The main (desired) consequence of the AI-enhanced test assessment system for this use case is a more effective, representative, and equitable tool that raises learning outcomes throughout the educational system.
Increasing efficiency and obtaining pertinent data to aid in more effective resource allocation where it is most required are possible secondary benefits.
Unintentional and possibly recognized tertiary effects exist. Stakeholders need to investigate what would constitute unintentional harm at this point.
The groups determined that there could be five types of serious harm:
- Detrimental prejudice concerns that fail to take into account or assist pupils from marginalized groups who might require additional resources and viewpoints to meet their varied needs.
- Problems with personally identifiable information (PII) and cybersecurity in educational systems where insufficient protocols are in place for their networks and devices.
- Insufficient governance and regulations to guarantee AI models maintain their intended behaviors.
- Inadequate communication regarding the planned usage of AI systems in schools with parents, students, instructors, and administrative staff. These messages ought to outline agency, like how to opt out, and safeguards against improper usage.
- Restricted off-campus connectivity that could limit people’s access to technology and the use of AI that follows, especially in rural locations.
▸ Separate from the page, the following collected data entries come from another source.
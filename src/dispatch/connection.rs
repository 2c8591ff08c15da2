//! Connection abstraction and typed per-connection context.
//!
//! # Responsibilities
//! - Generate unique connection IDs for tracing
//! - Track the connection lifecycle phase
//! - Own the connection-scoped dispatch state: bound handler instance,
//!   session, resolved pattern, extracted path variables, cached query
//!   parameters, upgrade headers
//!
//! # Design Decisions
//! - State lives in one typed struct owned by the connection, not in a
//!   stringly-keyed attribute bag
//! - Query parameters are decoded at most once and cached for the
//!   connection's lifetime
//! - The handler instance is taken out of the context for the duration of an
//!   invocation, so a second dispatch for the same connection cannot run
//!   concurrently with it

use std::collections::HashMap;
use std::net::SocketAddr;
use std::sync::atomic::{AtomicU64, Ordering};
use std::sync::{Arc, Mutex};

use axum::http::HeaderMap;
use bytes::Bytes;
use thiserror::Error;

use crate::endpoint::HandlerInstance;

use super::session::Session;

/// Global atomic counter for connection IDs.
/// Relaxed ordering is sufficient: only uniqueness matters.
static CONNECTION_ID_COUNTER: AtomicU64 = AtomicU64::new(1);

/// Unique identifier for a connection.
#[derive(Debug, Clone, Copy, PartialEq, Eq, Hash)]
pub struct ConnectionId(u64);

impl ConnectionId {
    pub fn new() -> Self {
        Self(CONNECTION_ID_COUNTER.fetch_add(1, Ordering::Relaxed))
    }

    pub fn as_u64(&self) -> u64 {
        self.0
    }
}

impl Default for ConnectionId {
    fn default() -> Self {
        Self::new()
    }
}

impl std::fmt::Display for ConnectionId {
    fn fmt(&self, f: &mut std::fmt::Formatter<'_>) -> std::fmt::Result {
        write!(f, "conn-{}", self.0)
    }
}

/// Failure reported by a transport operation.
#[derive(Debug, Error)]
pub enum TransportError {
    #[error("connection closed")]
    Closed,
    #[error("transport failure: {0}")]
    Io(String),
}

/// One live transport connection, as seen by the dispatch core.
///
/// The hosting layer owns the wire; the core only sends, closes, and asks
/// whether the peer is still there.
pub trait Transport: Send + Sync {
    fn send_text(&self, text: &str) -> Result<(), TransportError>;

    fn send_binary(&self, data: Bytes) -> Result<(), TransportError>;

    /// Initiate close. Idempotent; later sends fail with `Closed`.
    fn close(&self);

    fn is_active(&self) -> bool;

    fn remote_addr(&self) -> Option<SocketAddr> {
        None
    }
}

/// Lifecycle phase of a connection.
#[derive(Debug, Clone, Copy, PartialEq, Eq)]
pub enum Phase {
    /// Nothing admitted yet.
    Unopened,
    /// Pre-handshake hook ran; handler and session attached.
    Admitted,
    /// Handshake finished, open dispatched.
    Open,
    /// Terminal. No events are dispatched past this point.
    Closed,
}

struct ConnState {
    phase: Phase,
    handler: Option<HandlerInstance>,
    session: Option<Session>,
    pattern: Option<String>,
    path_vars: HashMap<String, String>,
    query: Option<HashMap<String, Vec<String>>>,
    headers: Option<HeaderMap>,
}

/// One physical connection plus its typed dispatch context.
pub struct Connection {
    id: ConnectionId,
    transport: Arc<dyn Transport>,
    inner: Mutex<ConnState>,
}

impl Connection {
    pub fn new(transport: Arc<dyn Transport>) -> Self {
        Self {
            id: ConnectionId::new(),
            transport,
            inner: Mutex::new(ConnState {
                phase: Phase::Unopened,
                handler: None,
                session: None,
                pattern: None,
                path_vars: HashMap::new(),
                query: None,
                headers: None,
            }),
        }
    }

    pub fn id(&self) -> ConnectionId {
        self.id
    }

    pub fn transport(&self) -> &Arc<dyn Transport> {
        &self.transport
    }

    pub fn phase(&self) -> Phase {
        self.lock().phase
    }

    pub fn session(&self) -> Option<Session> {
        self.lock().session.clone()
    }

    fn lock(&self) -> std::sync::MutexGuard<'_, ConnState> {
        // A poisoned lock means a handler panicked mid-dispatch; the state is
        // still structurally sound, so keep serving teardown events.
        match self.inner.lock() {
            Ok(guard) => guard,
            Err(poisoned) => poisoned.into_inner(),
        }
    }

    pub(crate) fn set_phase(&self, phase: Phase) {
        self.lock().phase = phase;
    }

    /// Bind a fresh handler instance and session. Called exactly once per
    /// connection, at pre-handshake time or at open.
    pub(crate) fn attach(&self, handler: HandlerInstance, session: Session) {
        let mut state = self.lock();
        state.handler = Some(handler);
        state.session = Some(session);
    }

    pub(crate) fn has_binding(&self) -> bool {
        self.lock().session.is_some()
    }

    pub(crate) fn take_handler(&self) -> Option<HandlerInstance> {
        self.lock().handler.take()
    }

    pub(crate) fn restore_handler(&self, handler: HandlerInstance) {
        self.lock().handler = Some(handler);
    }

    /// Tear down the dispatch context. Returns true when a session was
    /// attached, i.e. the connection had been admitted.
    pub(crate) fn detach(&self) -> bool {
        let mut state = self.lock();
        state.phase = Phase::Closed;
        state.handler = None;
        state.pattern = None;
        state.path_vars.clear();
        state.session.take().is_some()
    }

    pub(crate) fn set_pattern(&self, pattern: &str) {
        self.lock().pattern = Some(pattern.to_owned());
    }

    pub fn pattern(&self) -> Option<String> {
        self.lock().pattern.clone()
    }

    pub(crate) fn set_path_vars(&self, vars: HashMap<String, String>) {
        self.lock().path_vars = vars;
    }

    pub(crate) fn path_var(&self, name: &str) -> Option<String> {
        self.lock().path_vars.get(name).cloned()
    }

    pub(crate) fn query_cached(&self) -> bool {
        self.lock().query.is_some()
    }

    pub(crate) fn cache_query(&self, params: HashMap<String, Vec<String>>) {
        let mut state = self.lock();
        if state.query.is_none() {
            state.query = Some(params);
        }
    }

    pub(crate) fn query_values(&self, name: &str) -> Option<Vec<String>> {
        self.lock().query.as_ref().and_then(|q| q.get(name).cloned())
    }

    pub(crate) fn set_headers(&self, headers: HeaderMap) {
        self.lock().headers = Some(headers);
    }

    pub(crate) fn headers(&self) -> Option<HeaderMap> {
        self.lock().headers.clone()
    }
}

impl std::fmt::Debug for Connection {
    fn fmt(&self, f: &mut std::fmt::Formatter<'_>) -> std::fmt::Result {
        f.debug_struct("Connection")
            .field("id", &self.id)
            .field("phase", &self.phase())
            .finish_non_exhaustive()
    }
}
Disparate impact evaluations, which were first used in court cases, assist organizations in identifying possible biases. These evaluations look at how people from protected classes those who are vulnerable to discrimination on the basis of gender, ethnicity, religion, or other characteristics can be disproportionately impacted by policies and practices that appear to be neutral. These evaluations have shown to be useful in the formulation of employment, financing, and healthcare policies. IBM tried to take into account cohorts of students in their education use case who might, because of their circumstances, receive unequal results from tests.
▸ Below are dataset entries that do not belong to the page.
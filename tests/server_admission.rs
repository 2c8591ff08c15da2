//! Network-level tests: a real listener serving upgrade requests, exercised
//! with a plain HTTP client and a WebSocket client.

use std::time::Duration;

use futures_util::{SinkExt, StreamExt};
use tokio_tungstenite::tungstenite::Message;

use wsgate::config::EndpointConfig;
use wsgate::endpoint::{HandlerSpec, MethodDecl, ParamSpec, Role};
use wsgate::server::{self, EndpointRegistry};

#[derive(Default)]
struct Echo;

fn echo_spec() -> HandlerSpec {
    HandlerSpec::new("Echo", Echo::default)
        .method(
            MethodDecl::new("on_open")
                .role(Role::OnOpen)
                .param(ParamSpec::session())
                .handler::<Echo, _>(|_, args| {
                    args.session(0)?.send_text("ready")?;
                    Ok(())
                }),
        )
        .method(
            MethodDecl::new("on_message")
                .role(Role::OnMessage)
                .param(ParamSpec::session())
                .param(ParamSpec::text())
                .handler::<Echo, _>(|_, args| {
                    let reply = format!("echo:{}", args.text(1)?);
                    args.session(0)?.send_text(&reply)?;
                    Ok(())
                }),
        )
}

#[derive(Default)]
struct Quiet;

fn quiet_spec() -> HandlerSpec {
    HandlerSpec::new("Quiet", Quiet::default).method(
        MethodDecl::new("on_event")
            .role(Role::OnEvent)
            .param(ParamSpec::session())
            .param(ParamSpec::event())
            .handler::<Quiet, _>(|_, args| {
                if let Some(event) = args.event(1)? {
                    args.session(0)?.send_text(event.label())?;
                }
                Ok(())
            }),
    )
}

#[derive(Default)]
struct Doorman;

fn doorman_spec() -> HandlerSpec {
    HandlerSpec::new("Doorman", Doorman::default).method(
        MethodDecl::new("before_handshake")
            .role(Role::BeforeHandshake)
            .param(ParamSpec::session())
            .handler::<Doorman, _>(|_, args| {
                args.session(0)?.close();
                Ok(())
            }),
    )
}

async fn start_endpoint(config: EndpointConfig, path: &str, spec: &HandlerSpec) {
    let mut registry = EndpointRegistry::new();
    registry.register(&config, path, spec).unwrap();

    for group in registry.build() {
        tokio::spawn(async move {
            let _ = server::serve(group).await;
        });
    }
    tokio::time::sleep(Duration::from_millis(300)).await;
}

async fn start_server(port: u16) {
    let config = EndpointConfig {
        host: "127.0.0.1".into(),
        port,
        ..EndpointConfig::default()
    };
    start_endpoint(config, "/echo", &echo_spec()).await;
}

#[tokio::test]
async fn websocket_echo_round_trip() {
    let port = 29481;
    start_server(port).await;

    let (mut socket, _response) =
        tokio_tungstenite::connect_async(format!("ws://127.0.0.1:{port}/echo"))
            .await
            .expect("handshake failed");

    let greeting = socket.next().await.unwrap().unwrap();
    assert_eq!(greeting.into_text().unwrap().as_str(), "ready");

    socket.send(Message::Text("hi".into())).await.unwrap();
    let reply = socket.next().await.unwrap().unwrap();
    assert_eq!(reply.into_text().unwrap().as_str(), "echo:hi");

    socket.close(None).await.unwrap();
}

#[tokio::test]
async fn unknown_path_is_rejected_with_not_found() {
    let port = 29482;
    start_server(port).await;

    let error = tokio_tungstenite::connect_async(format!("ws://127.0.0.1:{port}/missing"))
        .await
        .expect_err("handshake should fail");
    match error {
        tokio_tungstenite::tungstenite::Error::Http(response) => {
            assert_eq!(response.status().as_u16(), 404);
        }
        other => panic!("unexpected error: {other:?}"),
    }
}

#[tokio::test]
async fn plain_http_request_is_forbidden() {
    let port = 29483;
    start_server(port).await;

    let client = reqwest::Client::builder().no_proxy().build().unwrap();
    let response = client
        .get(format!("http://127.0.0.1:{port}/echo"))
        .send()
        .await
        .expect("server unreachable");

    assert_eq!(response.status().as_u16(), 403);
    assert_eq!(response.text().await.unwrap(), "403 Forbidden");
}

#[tokio::test]
async fn configured_idle_windows_fire_their_own_events() {
    let port = 29484;
    let config = EndpointConfig {
        host: "127.0.0.1".into(),
        port,
        reader_idle_secs: 1,
        all_idle_secs: 1,
        ..EndpointConfig::default()
    };
    start_endpoint(config, "/quiet", &quiet_spec()).await;

    let (mut socket, _response) =
        tokio_tungstenite::connect_async(format!("ws://127.0.0.1:{port}/quiet"))
            .await
            .expect("handshake failed");

    let mut labels = Vec::new();
    while labels.len() < 2 {
        let message = tokio::time::timeout(Duration::from_secs(5), socket.next())
            .await
            .expect("idle event not delivered")
            .unwrap()
            .unwrap();
        if let Ok(text) = message.into_text() {
            labels.push(text.as_str().to_owned());
        }
    }

    assert!(labels.contains(&"reader-idle".to_owned()), "got {labels:?}");
    assert!(labels.contains(&"all-idle".to_owned()), "got {labels:?}");

    socket.close(None).await.unwrap();
}

#[tokio::test]
async fn malformed_handshake_is_a_bad_request() {
    let port = 29485;
    start_server(port).await;

    // Upgrade headers satisfy admission, but the missing Connection header
    // makes the handshake itself undecodable.
    let client = reqwest::Client::builder().no_proxy().build().unwrap();
    let response = client
        .get(format!("http://127.0.0.1:{port}/echo"))
        .header("Upgrade", "websocket")
        .header("Sec-WebSocket-Key", "dGhlIHNhbXBsZSBub25jZQ==")
        .header("Sec-WebSocket-Version", "13")
        .send()
        .await
        .expect("server unreachable");

    assert_eq!(response.status().as_u16(), 400);
    assert_eq!(response.text().await.unwrap(), "400 Bad Request");
}

#[tokio::test]
async fn aborted_handshake_answers_a_bare_forbidden() {
    let port = 29486;
    let config = EndpointConfig {
        host: "127.0.0.1".into(),
        port,
        ..EndpointConfig::default()
    };
    start_endpoint(config, "/guarded", &doorman_spec()).await;

    let client = reqwest::Client::builder().no_proxy().build().unwrap();
    let response = client
        .get(format!("http://127.0.0.1:{port}/guarded"))
        .header("Upgrade", "websocket")
        .header("Sec-WebSocket-Key", "dGhlIHNhbXBsZSBub25jZQ==")
        .header("Sec-WebSocket-Version", "13")
        .send()
        .await
        .expect("server unreachable");

    assert_eq!(response.status().as_u16(), 403);
    assert_eq!(
        response.headers().get("connection").and_then(|v| v.to_str().ok()),
        Some("close")
    );
    assert!(response.text().await.unwrap().is_empty());
}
The following were the categories found to be most vulnerable to possible harm:
- People who experience mental health issues
- People from a wider range of socioeconomic backgrounds, including those without a place to live
- Individuals whose mother tongue is not English
- Those with additional non-linguistic cultural factors
- People with accessibility concerns or those who are neurodivergent
IBM group’s next series of exercises is to investigate ways to lessen these harms by utilizing additional design thinking frameworks, like ethical hacking. IBM will also go over the minimal specifications that companies looking to integrate AI into student assessments must meet.